Some additional comments on the dubious quality of archeological research conducted by Senarat Paranavitana (1896-1972), not included by Dr.Nagaratnam, is relevant to note. Though Paranavitana is anointed with the accolade ‘Father figure of Sri Lankan archeology’ in the gullible Colombo press, that he was not without bias and blindsight in his research excavations and interpretations have been recognized since mid 1960s in Sri Lanka.  

In my opinion, Paranavitana also had a blinding fetish – on demonstrating the Sinhalese origin from Southeast Asia rather than India.
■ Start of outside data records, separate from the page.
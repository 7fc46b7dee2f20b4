mod project;
mod task;
mod template;
mod workload;

pub use project::{Project, ProjectStatus};
pub use task::{Task, TaskStatus};
pub use template::{MaterializedTask, ProjectTemplate, TaskTemplate};
pub use workload::{Consultant, LoadLevel, TimeEntry, WorkloadRecord};
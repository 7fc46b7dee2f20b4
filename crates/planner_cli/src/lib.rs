pub mod cli;
pub mod render;
pub mod config;
pub mod dates;
pub mod error;
pub mod model;
pub mod planner_api;
pub mod storage;
pub mod template;
pub mod timeline;
pub mod workload;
Disregarding the geographical proximity of the Indian landmass, and its convincing relevance to the easy crossing of humans by catamarans [the English word itself was derived from kattu+maram in Tamil, acknowledging the pioneering marine navigational skills of Tamils] in ancient times, Paranavitana wanted to demonstrate badly that the original Sinhalese had nothing with India, especially the Tamil Nadu; thereby, he vainly tried to hide the Dravidian (especially Tamil) connection - in culture, linguistics and anthropology - which runs deep in Sinhalese. But, as one can put it, Paranavitana couldn’t change the genetic composition of the Sinhalese ‘blood’ (literally). As Dr.Nagaratnam has analyzed the medical evidence present in the hemoglobin of Sinhalese ‘blood’, it becomes apparent how much the Sinhalese as ethnics had derived from the Dravidian Tamils. 
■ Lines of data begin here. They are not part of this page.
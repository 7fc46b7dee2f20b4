use crate::model::TaskStatus;
use serde::{Deserialize, Serialize};
use time::Date;

#[derive(Debug, Clone, PartialEq, Eq, Serialize, Deserialize)]
pub struct ProjectTemplate {
    pub id: String,
    pub name: String,
    #[serde(default)]
    pub description: Option<String>,
}

/// A task expressed as whole-day offsets from its project's start date.
#[derive(Debug, Clone, PartialEq, Serialize, Deserialize)]
pub struct TaskTemplate {
    pub id: String,
    #[serde(default)]
    pub project_template_id: Option<String>,
    pub name: String,
    #[serde(default)]
    pub description: Option<String>,
    pub estimated_hours: f64,
    pub relative_start_day: u32,
    pub relative_end_day: u32,
    #[serde(default)]
    pub specialization: Option<String>,
}

impl TaskTemplate {
    pub fn duration_days(&self) -> i64 {
        i64::from(self.relative_end_day) - i64::from(self.relative_start_day)
    }
}

/// An insert-ready task produced from a template. It carries no id of its own;
/// `template_task_id` traces it back to the row it came from.
#[derive(Debug, Clone, PartialEq, Serialize, Deserialize)]
pub struct MaterializedTask {
    pub template_task_id: String,
    pub name: String,
    pub description: Option<String>,
    pub estimated_hours: f64,
    pub start_date: Date,
    pub end_date: Date,
    pub status: TaskStatus,
    pub consultant_id: Option<String>,
    pub specialization: Option<String>,
}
Prof. Kingsley M. de Silva, in an appendix to chapter 6 of his book, A History of Sri Lanka [C.Hurst & Co, London, 1981, pp.77-78] has recorded that Paranavitana’s theory of Malaysian origin of the Kalinga dynasty [in Ceylon] “has been comprehensively demolished by a number of scholars”. According to de Silva, those who have rebutted Paranavitana’s views include historians and epigraphists - R.A.L.H.Gunawardene, K.Indrapala, S.Kiribamune, S.Nilakanta Sastri and W.M.Sirisena. Whereas Nilakanta Sastri and Indrapala are Tamils, Gunawardene, Kiribamune and Sirisena are Sinhalese. Among these, Sirisena’s quoted 1971 criticism on Paranavitana states, 

‘Paranavitana has claimed to have discovered some interlinear inscriptions the contents of which confirm his theories. So far no epigraphist other than Paranavitana has been able even to see any such interlinear writing.’ 

Then, Prof. K.M.de Silva has inferred as follows: ‘These interlinear inscriptions may be described as being at best a bizarre invention of a fertile but declining imagination, at worst an unscrupulous hoax deliberately devised to discomfit a set of persistent critics.’ Translated into simple English, K.M.de Silva has called the scholarship of Paranavitana as nothing but fraud. A repetitive condemnation by K.M. de Silva of Paranavitana appears again (in page 577) with reference to the book A Concise History of Ceylon [Colombo, 1961] authored by C.W.Nicholas and S.Paranavitana. de Silva had noted, [this] ‘is a study of Ancient Lanka. Its usefulness is vitiated by the authors’ proclivity for fanciful theories on some aspects of the island’s history.’